RadDevon

Rules Are Meant to Be Broken

Last month, I enrolled in the Thinkful Front-End Web Development course. Our second project was to duplicate the design of 37signals as best we could after studying up on the fundamentals of HTML and CSS. I went into this perhaps a bit too enthusiastic about a new CSS concept I had recently learned: the pseudo element.

My first real problem came when I got to the image rule with the three little stars. (Sometimes, I suck at words.) Take a look:

I wanted to use an hr since that seemed to be the most semantically correct element for the job. Dropping an image in there would have been trivial, but I wanted a challenge. I decided the best way to style this was to hide the rule and create a pseudo-element after it with the image as a background. Surprisingly, it worked.

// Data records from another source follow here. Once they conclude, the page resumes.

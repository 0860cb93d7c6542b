use anyhow::Context;
use opentelemetry_otlp::WithExportConfig;
use opentelemetry_sdk::trace::Tracer;
use secrecy::ExposeSecret;
use tonic::metadata::MetadataMap;
use tracing::subscriber::set_global_default;
use tracing_log::LogTracer;
use tracing_subscriber::fmt::{self, MakeWriter};
use tracing_subscriber::{layer::SubscriberExt, EnvFilter, Registry};

use crate::configuration::TelemetrySettings;

/// Installs the global subscriber: `RUST_LOG` (or `env_filter`) filtering,
/// formatted output into `sink`, plus OTLP export when enabled.
pub fn init_subscriber<Sink>(
    env_filter: String,
    sink: Sink,
    settings: &TelemetrySettings,
) -> anyhow::Result<()>
where
    Sink: for<'a> MakeWriter<'a> + Send + Sync + 'static,
{
    LogTracer::init().context("Failed to set logger")?;

    let env_filter =
        EnvFilter::try_from_default_env().unwrap_or_else(|_| EnvFilter::new(env_filter));
    let formatting_layer = fmt::layer().with_writer(sink);

    let registry = Registry::default().with(env_filter).with(formatting_layer);
    if let Some(open_telemetry_tracer) = telemetry_layer(settings)? {
        let telemetry_layer = tracing_opentelemetry::layer().with_tracer(open_telemetry_tracer);
        set_global_default(registry.with(telemetry_layer)).context("Failed to set subscriber")?;
    } else {
        set_global_default(registry).context("Failed to set subscriber")?;
    }
    Ok(())
}

fn telemetry_layer(settings: &TelemetrySettings) -> anyhow::Result<Option<Tracer>> {
    if !settings.enabled {
        return Ok(None);
    }
    let mut meta_data = MetadataMap::new();
    meta_data.insert(
        "x-honeycomb-team",
        settings
            .api_key
            .expose_secret()
            .parse()
            .context("Failed to parse honeycomb api key")?,
    );
    let open_telemetry_tracer = opentelemetry_otlp::new_pipeline()
        .tracing()
        .with_exporter(
            opentelemetry_otlp::new_exporter()
                .tonic()
                .with_metadata(meta_data)
                .with_endpoint(&settings.endpoint)
                .with_tls_config(Default::default()),
        )
        .install_batch(opentelemetry_sdk::runtime::Tokio)
        .context("Failed to install the opentelemetry tracer")?;
    Ok(Some(open_telemetry_tracer))
}
use reqwest::Url;
use serde::{de::Visitor, Deserialize, Deserializer};

/// Root URL of the blog, used to build canonical links.
#[derive(Debug, Clone)]
pub struct SiteUrl(Url);

impl AsRef<Url> for SiteUrl {
    fn as_ref(&self) -> &Url {
        &self.0
    }
}

impl<'de> Deserialize<'de> for SiteUrl {
    fn deserialize<D>(deserializer: D) -> Result<Self, D::Error>
    where
        D: Deserializer<'de>,
    {
        struct SiteUrlVisitor;

        impl<'de> Visitor<'de> for SiteUrlVisitor {
            type Value = SiteUrl;

            fn expecting(&self, formatter: &mut std::fmt::Formatter) -> std::fmt::Result {
                formatter.write_str("an absolute site url without a path")
            }

            fn visit_str<E>(self, value: &str) -> Result<Self::Value, E>
            where
                E: serde::de::Error,
            {
                SiteUrl::parse(value).map_err(E::custom)
            }
        }

        deserializer.deserialize_str(SiteUrlVisitor)
    }
}

impl SiteUrl {
    pub fn parse(url: &str) -> Result<Self, String> {
        let url = Url::parse(url).map_err(|e| e.to_string())?;
        if url.path() != "/" {
            return Err(format!("expected a site root url. found: {url}"));
        }
        Ok(Self(url))
    }

    pub fn canonical(&self, page_path: &str) -> Result<Url, String> {
        self.0.join(page_path).map_err(|e| e.to_string())
    }
}
mod service_response;
mod site_url;
mod status_message;
mod success_path;

pub use service_response::{ResponseStatus, ServiceResponse};
pub use site_url::SiteUrl;
pub use status_message::{StatusMessage, PROFILE_BOILERPLATE};
pub use success_path::SuccessPath;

All was well until I found I would need more traditional rules for the grid at the bottom of the page.

At this point, my hr CSS selector was no longer specific enough to meet my needs. I would need to devise a better selector for the job. All the rules except those in the grid were direct children of div.centered. My new selector was .centered > hr.

I still don’t quite understand what happened next, but this broke my pseudo-element. I’ve since learned that hr doesn’t produce any content so it doesn’t make an :after element. Why it ever worked to style the hr with :after, I don’t know.

All this trouble left me wishing I had an easy way to discover which elements supported pseudo-elements… so I built it. It’s certainly not pretty, but it works. The aptly-named ”Which elements support :after?” (repo) project was born.

The implementation is pretty simple. I have an HTML5 page with most of the elements included. I then have a stylesheet that applies :after pseudo-elements to every element.

:after { content: attr(data-element) ' supports the :after pseudo-element.'; color: green; text-decoration: none; display: block; }

I also used jQuery to take the tag name of each element and add it to an attribute (which is then used in the content of the :after element) to make it easier to see just by looking at the page which elements have support.

$(document).ready(function () { $('').each(function () { $(this).attr('data-element', $(this).prop('tagName')); }); });

And with nothing more than that, you have a somewhat ugly list of elements supporting pseudo-elements.